Can you provide more details? There is a number of reasons:
- maybe you didn't measure the memory correctly. Pytorch does not research memory from CUDA in an eager fashion so you may not see the memory saving.
- your model may be small and main memory consumption might be from activation tensors saved for the backward. In that case, you won't see memory saving from sharding
- you are only sharding among 2 GPUs, which doesn't show the saving significantly for your model size
- you didn't use nested wrapping of FSDP to make model memory sharding happen on all layers that are not being actively computing.
There are other reasons I may not be thinking about. Overall, FSDP will save significant amount of memory when model is big and sharding is done over a large number of GPUs
@min-xu-ai
Thanks,
I replaced the DPP in the code with the FSDP by the following,and uses the AMP model of pytorch.:
Testing on two GPUs, we found that FSDP consumes more memory:
DDP:
FSDP:
Try reshard after forward = true. Also, make sure you use more gpus and activation is not the main memory consumer
@min-xu-ai
Thanks。
I suspected that the model was too small, causing the FSDP to wrap the entire model, so I set min_num_params to 20000 and the model was able to have multiple FSDP units, but the training got stuck at:
That’s interesting. Do you have a small reproducible case?
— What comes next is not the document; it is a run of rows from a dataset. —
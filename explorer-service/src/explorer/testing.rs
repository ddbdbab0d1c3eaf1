//! In-memory client fakes for driver tests.

use std::collections::HashMap;
use std::sync::{Arc, Mutex};
use std::time::Duration;

use async_trait::async_trait;
use serde_json::Value;

use common::models::Record;

use crate::clients::http::HttpResponse;
use crate::clients::{
    ClientError, ClientResult, DocumentClient, DocumentConnector, HttpFetcher, SqlClient,
    SqlConnector,
};

pub fn record(value: Value) -> Record {
    match value {
        Value::Object(map) => map,
        other => panic!("not an object: {other}"),
    }
}

fn records(rows: Vec<Value>) -> Vec<Record> {
    rows.into_iter().map(record).collect()
}

// ============== SQL ==============

struct SqlRule {
    needle: String,
    param: Option<String>,
    result: Result<Vec<Record>, String>,
}

#[derive(Default)]
struct SqlLog {
    urls: Vec<String>,
    queries: Vec<(String, Vec<String>)>,
    closed: usize,
}

/// Answers queries by substring rules, first match wins. Unmatched queries
/// return no rows.
#[derive(Default)]
pub struct FakeSql {
    rules: Arc<Vec<SqlRule>>,
    refuse: Option<String>,
    log: Arc<Mutex<SqlLog>>,
}

impl FakeSql {
    pub fn new() -> Self {
        Self::default()
    }

    /// Connect always fails with `message`.
    pub fn refusing(message: &str) -> Self {
        Self {
            refuse: Some(message.to_string()),
            ..Self::default()
        }
    }

    fn push(mut self, rule: SqlRule) -> Self {
        Arc::get_mut(&mut self.rules)
            .expect("rules are only added before use")
            .push(rule);
        self
    }

    pub fn on(self, needle: &str, rows: Vec<Value>) -> Self {
        self.push(SqlRule {
            needle: needle.to_string(),
            param: None,
            result: Ok(records(rows)),
        })
    }

    /// Like [`FakeSql::on`] but only when `param` is among the bound parameters.
    pub fn on_param(self, needle: &str, param: &str, rows: Vec<Value>) -> Self {
        self.push(SqlRule {
            needle: needle.to_string(),
            param: Some(param.to_string()),
            result: Ok(records(rows)),
        })
    }

    pub fn fail(self, needle: &str, message: &str) -> Self {
        self.push(SqlRule {
            needle: needle.to_string(),
            param: None,
            result: Err(message.to_string()),
        })
    }

    pub fn connected_urls(&self) -> Vec<String> {
        self.log.lock().unwrap().urls.clone()
    }

    pub fn queries(&self) -> Vec<(String, Vec<String>)> {
        self.log.lock().unwrap().queries.clone()
    }

    pub fn close_count(&self) -> usize {
        self.log.lock().unwrap().closed
    }
}

#[async_trait]
impl SqlConnector for FakeSql {
    async fn connect(&self, url: &str) -> ClientResult<Box<dyn SqlClient>> {
        self.log.lock().unwrap().urls.push(url.to_string());
        if let Some(message) = &self.refuse {
            return Err(ClientError::new(message));
        }
        Ok(Box::new(FakeSqlClient {
            rules: self.rules.clone(),
            log: self.log.clone(),
        }))
    }
}

struct FakeSqlClient {
    rules: Arc<Vec<SqlRule>>,
    log: Arc<Mutex<SqlLog>>,
}

#[async_trait]
impl SqlClient for FakeSqlClient {
    async fn query(&self, sql: &str, params: &[&str]) -> ClientResult<Vec<Record>> {
        self.log.lock().unwrap().queries.push((
            sql.to_string(),
            params.iter().map(|p| p.to_string()).collect(),
        ));
        let rule = self.rules.iter().find(|rule| {
            sql.contains(&rule.needle)
                && rule
                    .param
                    .as_deref()
                    .map_or(true, |p| params.contains(&p))
        });
        match rule {
            Some(rule) => rule.result.clone().map_err(ClientError),
            None => Ok(Vec::new()),
        }
    }

    async fn close(&self) {
        self.log.lock().unwrap().closed += 1;
    }
}

// ============== Documents ==============

#[derive(Clone)]
pub struct FakeCollection {
    pub name: String,
    pub count: Result<u64, String>,
    pub sample: Result<Option<Value>, String>,
}

impl FakeCollection {
    pub fn new(name: &str, count: u64, sample: Option<Value>) -> Self {
        Self {
            name: name.to_string(),
            count: Ok(count),
            sample: Ok(sample),
        }
    }
}

#[derive(Default)]
pub struct FakeDocs {
    database: String,
    collections: Vec<FakeCollection>,
    list_error: Option<String>,
    refuse: Option<String>,
    closed: Arc<Mutex<usize>>,
}

impl FakeDocs {
    pub fn new(database: &str, collections: Vec<FakeCollection>) -> Self {
        Self {
            database: database.to_string(),
            collections,
            ..Self::default()
        }
    }

    pub fn refusing(message: &str) -> Self {
        Self {
            refuse: Some(message.to_string()),
            ..Self::default()
        }
    }

    pub fn failing_listing(mut self, message: &str) -> Self {
        self.list_error = Some(message.to_string());
        self
    }

    pub fn close_count(&self) -> usize {
        *self.closed.lock().unwrap()
    }
}

#[async_trait]
impl DocumentConnector for FakeDocs {
    async fn connect(&self, _uri: &str) -> ClientResult<Box<dyn DocumentClient>> {
        if let Some(message) = &self.refuse {
            return Err(ClientError::new(message));
        }
        Ok(Box::new(FakeDocsClient {
            database: self.database.clone(),
            collections: self.collections.clone(),
            list_error: self.list_error.clone(),
            closed: self.closed.clone(),
        }))
    }
}

struct FakeDocsClient {
    database: String,
    collections: Vec<FakeCollection>,
    list_error: Option<String>,
    closed: Arc<Mutex<usize>>,
}

impl FakeDocsClient {
    fn collection(&self, name: &str) -> ClientResult<&FakeCollection> {
        self.collections
            .iter()
            .find(|c| c.name == name)
            .ok_or_else(|| ClientError::new(format!("ns not found: {name}")))
    }
}

#[async_trait]
impl DocumentClient for FakeDocsClient {
    fn database_name(&self) -> &str {
        &self.database
    }

    async fn list_collections(&self) -> ClientResult<Vec<String>> {
        match &self.list_error {
            Some(message) => Err(ClientError::new(message)),
            None => Ok(self.collections.iter().map(|c| c.name.clone()).collect()),
        }
    }

    async fn count_documents(&self, collection: &str) -> ClientResult<u64> {
        self.collection(collection)?.count.clone().map_err(ClientError)
    }

    async fn find_one(&self, collection: &str) -> ClientResult<Option<Record>> {
        let sample = self.collection(collection)?.sample.clone().map_err(ClientError)?;
        Ok(sample.map(record))
    }

    async fn close(&self) {
        *self.closed.lock().unwrap() += 1;
    }
}

// ============== HTTP ==============

#[derive(Debug, Clone)]
pub struct SentRequest {
    pub url: String,
    pub headers: Vec<(String, String)>,
    pub timeout: Duration,
}

/// Serves canned responses by exact URL; any other URL is a transport error.
#[derive(Default)]
pub struct FakeHttp {
    responses: HashMap<String, ClientResult<HttpResponse>>,
    sent: Mutex<Vec<SentRequest>>,
}

impl FakeHttp {
    pub fn new() -> Self {
        Self::default()
    }

    pub fn respond(mut self, url: &str, status: u16, body: Value) -> Self {
        self.responses
            .insert(url.to_string(), Ok(HttpResponse { status, body }));
        self
    }

    pub fn fail(mut self, url: &str, message: &str) -> Self {
        self.responses
            .insert(url.to_string(), Err(ClientError::new(message)));
        self
    }

    pub fn sent(&self) -> Vec<SentRequest> {
        self.sent.lock().unwrap().clone()
    }
}

#[async_trait]
impl HttpFetcher for FakeHttp {
    async fn get(
        &self,
        url: &str,
        headers: &[(String, String)],
        timeout: Duration,
    ) -> ClientResult<HttpResponse> {
        self.sent.lock().unwrap().push(SentRequest {
            url: url.to_string(),
            headers: headers.to_vec(),
            timeout,
        });
        self.responses
            .get(url)
            .cloned()
            .unwrap_or_else(|| Err(ClientError::new(format!("connection refused: {url}"))))
    }
}
//! In-memory session/context store.
//!
//! Holds one entry per successful exploration until it is deleted or the
//! process exits. No TTL and no eviction.

use std::collections::HashMap;
use std::sync::Arc;

use chrono::Utc;
use tokio::sync::RwLock;

use common::models::{BackendKind, Credentials, SchemaDescription, SessionContext, SessionSummary};
use common::utils::IdGenerator;

#[derive(Default)]
pub struct SessionStore {
    sessions: RwLock<HashMap<String, SessionContext>>,
}

impl SessionStore {
    pub fn new() -> Self {
        Self::default()
    }

    /// Stores a finished exploration and returns its session id.
    pub async fn create(
        &self,
        connection_string: String,
        backend_kind: BackendKind,
        schema: SchemaDescription,
        config: Credentials,
    ) -> String {
        let session_id = IdGenerator::session_id();
        let now = Utc::now();
        let context = SessionContext {
            session_id: session_id.clone(),
            connection_string,
            backend_kind,
            schema: Arc::new(schema),
            config,
            created_at: now,
            last_accessed: now,
        };
        self.sessions.write().await.insert(session_id.clone(), context);

        tracing::info!(session_id = %session_id, kind = %backend_kind, "session created");
        session_id
    }

    /// Returns a snapshot of the context and bumps its `last_accessed`.
    pub async fn get(&self, session_id: &str) -> Option<SessionContext> {
        let mut sessions = self.sessions.write().await;
        let context = sessions.get_mut(session_id)?;
        // Wall clock can step backwards; access time never does.
        context.last_accessed = context.last_accessed.max(Utc::now());
        Some(context.clone())
    }

    pub async fn exists(&self, session_id: &str) -> bool {
        self.sessions.read().await.contains_key(session_id)
    }

    pub async fn delete(&self, session_id: &str) -> bool {
        let removed = self.sessions.write().await.remove(session_id).is_some();
        if removed {
            tracing::info!(session_id = %session_id, "session closed");
        }
        removed
    }

    /// Summaries ordered by creation time.
    pub async fn list(&self) -> Vec<SessionSummary> {
        let sessions = self.sessions.read().await;
        let mut summaries: Vec<SessionSummary> = sessions.values().map(SessionSummary::from).collect();
        summaries.sort_by(|a, b| {
            a.created_at
                .cmp(&b.created_at)
                .then_with(|| a.session_id.cmp(&b.session_id))
        });
        summaries
    }

    pub async fn len(&self) -> usize {
        self.sessions.read().await.len()
    }
}

#[cfg(test)]
mod tests {
    use super::*;
    use common::models::{SchemaPayload, TableDescription};

    fn schema() -> SchemaDescription {
        SchemaDescription::new(
            BackendKind::Document,
            SchemaPayload::Flat {
                tables: vec![TableDescription::new("users", vec![])],
            },
        )
    }

    #[tokio::test]
    async fn test_create_then_get() {
        let store = SessionStore::new();
        let id = store
            .create(
                "mongodb://localhost/app".into(),
                BackendKind::Document,
                schema(),
                Credentials::default(),
            )
            .await;
        assert!(id.starts_with("session_"));
        assert!(store.exists(&id).await);

        let first = store.get(&id).await.unwrap();
        assert!(first.last_accessed >= first.created_at);
        assert_eq!(first.connection_string, "mongodb://localhost/app");
        assert!(first.schema.find_table("users").is_some());

        let second = store.get(&id).await.unwrap();
        assert!(second.last_accessed >= first.last_accessed);
        assert_eq!(second.created_at, first.created_at);
    }

    #[tokio::test]
    async fn test_missing_and_deleted_sessions() {
        let store = SessionStore::new();
        assert!(store.get("session_0_abc").await.is_none());
        assert!(!store.delete("session_0_abc").await);

        let id = store
            .create("x".into(), BackendKind::Document, schema(), Credentials::default())
            .await;
        assert!(store.delete(&id).await);
        assert!(!store.exists(&id).await);
        assert!(store.get(&id).await.is_none());
    }

    #[tokio::test]
    async fn test_list_is_ordered_and_hides_secrets() {
        let store = SessionStore::new();
        let a = store
            .create("a".into(), BackendKind::Document, schema(), Credentials::api_key("k"))
            .await;
        let b = store
            .create("b".into(), BackendKind::GenericRest, schema(), Credentials::default())
            .await;

        let list = store.list().await;
        assert_eq!(list.len(), 2);
        let ids: Vec<_> = list.iter().map(|s| s.session_id.clone()).collect();
        assert!(ids.contains(&a) && ids.contains(&b));
        assert!(list[0].created_at <= list[1].created_at);
        assert!(!serde_json::to_string(&list).unwrap().contains("\"k\""));
    }

    #[tokio::test]
    async fn test_concurrent_creates_and_deletes() {
        let store = Arc::new(SessionStore::new());
        let creates: Vec<_> = (0..50)
            .map(|i| {
                let store = store.clone();
                tokio::spawn(async move {
                    store
                        .create(format!("cs{i}"), BackendKind::Document, schema(), Credentials::default())
                        .await
                })
            })
            .collect();
        let mut ids = Vec::new();
        for handle in creates {
            ids.push(handle.await.unwrap());
        }
        assert_eq!(store.len().await, 50);

        let deletes: Vec<_> = ids
            .iter()
            .take(25)
            .cloned()
            .map(|id| {
                let store = store.clone();
                tokio::spawn(async move {
                    let read = store.get(&id).await;
                    let deleted = store.delete(&id).await;
                    (read.is_some(), deleted)
                })
            })
            .collect();
        for handle in deletes {
            assert_eq!(handle.await.unwrap(), (true, true));
        }
        assert_eq!(store.len().await, 25);
    }
}
//! MySQL driver: one flat list of tables from the connection's database.

use std::sync::Arc;

use async_trait::async_trait;

use common::errors::{AppError, AppResult};
use common::models::{
    BackendKind, ColumnDescription, Credentials, Record, SchemaDescription, SchemaPayload,
    TableDescription, MAX_SAMPLE_ROWS,
};

use super::partial::{MetadataStep, WarningLog};
use super::{Exploration, SchemaExplorer};
use crate::clients::sql::{fetch_count, quote_mysql_ident, RecordExt};
use crate::clients::{ClientResult, SqlClient, SqlConnector};

const KIND: BackendKind = BackendKind::RelationalB;

const TABLES_SQL: &str = "SELECT TABLE_NAME AS table_name \
     FROM INFORMATION_SCHEMA.TABLES \
     WHERE TABLE_SCHEMA = ? \
     ORDER BY TABLE_NAME";

const COLUMNS_SQL: &str = "SELECT COLUMN_NAME AS column_name, \
            COLUMN_TYPE AS column_type, \
            IS_NULLABLE AS is_nullable, \
            COLUMN_DEFAULT AS column_default, \
            COLUMN_KEY AS column_key \
     FROM INFORMATION_SCHEMA.COLUMNS \
     WHERE TABLE_SCHEMA = ? AND TABLE_NAME = ? \
     ORDER BY ORDINAL_POSITION";

const TABLE_INFO_SQL: &str = "SELECT ENGINE AS engine, TABLE_COLLATION AS table_collation \
     FROM INFORMATION_SCHEMA.TABLES \
     WHERE TABLE_SCHEMA = ? AND TABLE_NAME = ?";

/// Key tag MySQL reports for primary-key columns.
const PRIMARY_KEY_TAG: &str = "PRI";

/// Connection URL with a scheme and the database it names.
#[derive(Debug, Clone, PartialEq, Eq)]
pub struct MySqlTarget {
    pub url: String,
    pub database: String,
}

impl MySqlTarget {
    /// Accepts `mysql://user:pw@host/db` or the scheme-less `user:pw@host/db`.
    pub fn parse(connection_string: &str) -> AppResult<Self> {
        let url = if connection_string.contains("://") {
            connection_string.to_string()
        } else {
            format!("mysql://{connection_string}")
        };
        let invalid = || AppError::invalid_url(KIND, connection_string);

        let parsed = reqwest::Url::parse(&url).map_err(|_| invalid())?;
        let database = parsed.path().trim_start_matches('/').to_string();
        if database.is_empty() || database.contains('/') {
            return Err(invalid());
        }
        Ok(Self { url, database })
    }
}

pub struct MySqlExplorer {
    connector: Arc<dyn SqlConnector>,
}

impl MySqlExplorer {
    pub fn new(connector: Arc<dyn SqlConnector>) -> Self {
        Self { connector }
    }

    async fn connect(&self, target: &MySqlTarget) -> AppResult<Box<dyn SqlClient>> {
        self.connector
            .connect(&target.url)
            .await
            .map_err(|e| AppError::connection(KIND, e))
    }
}

#[async_trait]
impl SchemaExplorer for MySqlExplorer {
    fn kind(&self) -> BackendKind {
        KIND
    }

    async fn explore(
        &self,
        connection_string: &str,
        _credentials: &Credentials,
    ) -> AppResult<Exploration> {
        let target = MySqlTarget::parse(connection_string)?;
        let client = self.connect(&target).await?;
        let mut log = WarningLog::new();
        let walked = walk_tables(client.as_ref(), &target.database, &mut log).await;
        client.close().await;
        let tables = walked?;

        let description = SchemaDescription::new(KIND, SchemaPayload::Flat { tables })
            .with_database(&target.database);

        tracing::info!(
            kind = %KIND,
            database = %target.database,
            tables = ?description.statistics().total_tables,
            warnings = log.count(),
            "exploration finished"
        );
        Ok(Exploration::new(description, log.into_warnings()))
    }

    async fn check_connection(&self, connection_string: &str, _credentials: &Credentials) -> AppResult<()> {
        let target = MySqlTarget::parse(connection_string)?;
        let client = self.connect(&target).await?;
        client.close().await;
        Ok(())
    }
}

async fn walk_tables(
    client: &dyn SqlClient,
    database: &str,
    log: &mut WarningLog,
) -> AppResult<Vec<TableDescription>> {
    let names: Vec<String> = client
        .query(TABLES_SQL, &[database])
        .await
        .map_err(|e| AppError::metadata_query(KIND, format!("listing tables of {database}: {e}")))?
        .iter()
        .filter_map(|row| row.text("table_name"))
        .collect();

    let mut tables = Vec::with_capacity(names.len());
    for name in names {
        tables.push(describe_table(client, database, &name, log).await);
    }
    Ok(tables)
}

async fn describe_table(
    client: &dyn SqlClient,
    database: &str,
    table: &str,
    log: &mut WarningLog,
) -> TableDescription {
    let qualified = format!("{}.{}", quote_mysql_ident(database), quote_mysql_ident(table));
    let count_sql = format!("SELECT COUNT(*) AS count FROM {qualified}");
    let sample_sql = format!("SELECT * FROM {qualified} LIMIT {MAX_SAMPLE_ROWS}");

    let (columns, row_count, info, samples) = tokio::join!(
        fetch_columns(client, database, table),
        fetch_count(client, &count_sql),
        fetch_table_info(client, database, table),
        client.query(&sample_sql, &[]),
    );

    let columns = log.settle(table, MetadataStep::Columns, columns);
    let row_count = log.settle(table, MetadataStep::RowCount, row_count);
    let (engine, collation) = log.settle(table, MetadataStep::TableInfo, info);
    let samples = log.settle(table, MetadataStep::SampleData, samples);

    let primary_keys = columns
        .iter()
        .filter(|c| c.key.as_deref() == Some(PRIMARY_KEY_TAG))
        .map(|c| c.name.clone())
        .collect();

    let mut description = TableDescription::new(table, columns)
        .with_primary_keys(primary_keys)
        .with_row_count(row_count)
        .with_samples(samples);
    description.engine = engine;
    description.collation = collation;
    description
}

async fn fetch_columns(
    client: &dyn SqlClient,
    database: &str,
    table: &str,
) -> ClientResult<Vec<ColumnDescription>> {
    let rows = client.query(COLUMNS_SQL, &[database, table]).await?;
    Ok(rows.iter().map(column_from_row).collect())
}

fn column_from_row(row: &Record) -> ColumnDescription {
    let mut column = ColumnDescription::declared(
        row.text("column_name").unwrap_or_default(),
        row.text("column_type").unwrap_or_default(),
        row.text("is_nullable").as_deref() == Some("YES"),
    );
    column.default = row.text("column_default");
    column.key = row.text("column_key").filter(|k| !k.is_empty());
    column
}

async fn fetch_table_info(
    client: &dyn SqlClient,
    database: &str,
    table: &str,
) -> ClientResult<(Option<String>, Option<String>)> {
    let rows = client.query(TABLE_INFO_SQL, &[database, table]).await?;
    Ok(rows
        .first()
        .map(|row| (row.text("engine"), row.text("table_collation")))
        .unwrap_or_default())
}
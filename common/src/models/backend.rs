//! Backend kind classification.
//!
//! A connection string is classified once, by substring matching against a
//! fixed, ordered list of cues. The first cue that matches wins.

use serde::{Deserialize, Serialize};
use utoipa::ToSchema;

/// Category of data source behind a connection string.
#[derive(Debug, Clone, Copy, PartialEq, Eq, Hash, Serialize, Deserialize, ToSchema)]
pub enum BackendKind {
    /// Namespaced relational database (PostgreSQL).
    #[serde(rename = "PostgreSQL")]
    RelationalA,
    /// Flat relational database (MySQL).
    #[serde(rename = "MySQL")]
    RelationalB,
    /// Document store (MongoDB).
    #[serde(rename = "MongoDB")]
    Document,
    /// Firestore-like serverless backend.
    #[serde(rename = "Firebase")]
    ServerlessA,
    /// Supabase-like serverless backend.
    #[serde(rename = "Supabase")]
    ServerlessB,
    /// Any other HTTP(S) endpoint.
    #[serde(rename = "REST API")]
    GenericRest,
    /// Nothing matched.
    Unknown,
}

/// Ordered detection cues. Order is significant.
const SUBSTRING_CUES: [(&str, BackendKind); 5] = [
    ("mongo", BackendKind::Document),
    ("postgres", BackendKind::RelationalA),
    ("mysql", BackendKind::RelationalB),
    ("firestore.googleapis", BackendKind::ServerlessA),
    ("supabase", BackendKind::ServerlessB),
];

impl BackendKind {
    /// Classifies a connection string or URL. Never fails.
    pub fn detect(connection_string: &str) -> Self {
        SUBSTRING_CUES
            .iter()
            .find(|(cue, _)| connection_string.contains(cue))
            .map(|(_, kind)| *kind)
            .unwrap_or_else(|| {
                if connection_string.starts_with("http") {
                    BackendKind::GenericRest
                } else {
                    BackendKind::Unknown
                }
            })
    }

    /// Display label, identical to the serialized form.
    pub fn label(&self) -> &'static str {
        match self {
            BackendKind::RelationalA => "PostgreSQL",
            BackendKind::RelationalB => "MySQL",
            BackendKind::Document => "MongoDB",
            BackendKind::ServerlessA => "Firebase",
            BackendKind::ServerlessB => "Supabase",
            BackendKind::GenericRest => "REST API",
            BackendKind::Unknown => "Unknown",
        }
    }
}

impl std::fmt::Display for BackendKind {
    fn fmt(&self, f: &mut std::fmt::Formatter<'_>) -> std::fmt::Result {
        f.write_str(self.label())
    }
}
If I have to guess it might be related to different rank compute on different code paths. An example is layerdrop, I.e. dropping layers on forward pass randomly
@min-xu-ai
Thanks,the reason is the layer drop op.
I have another question. When I tried reshard after forward = true, the following error occurred:
WFPB: incorrect saved_grad_shard device CPU vs CUDA :0
Are you using no_sync() context and doing gradient accumulation? Or are you doing cpu_offloading? You might need to disable one of them.
@min-xu-ai
I have replaced no_sync() with ExitStack() and turned off cpu_offloading, but I still have this error.
@min-xu-ai
In addition, when I use cpu_offload I get the following error:
If you have a small reproducible test case (a single script that I can run to reproduce the issue), I can try to look into it.
Actually, no_sync
with FSDP is a bit different from that of DDP. With no_sync
, you actually won't get memory benefit because it would hold on to full params and full gradients, which makes it the same as DDP. This has the benefit of reduced network communication.
However, if you want to save memory in the expense of the more network communication, you can do gradient accumulation directly with FSDP, without no_sync, i.e.
for i in range(n):
loss = model(inputs[i])
loss.backward()
optim.step()
FSDP will internally do gradient accumulation above and you can do a step() after your accumulation steps are done.
See source here:
Will close this and please reopen if you have additional questions.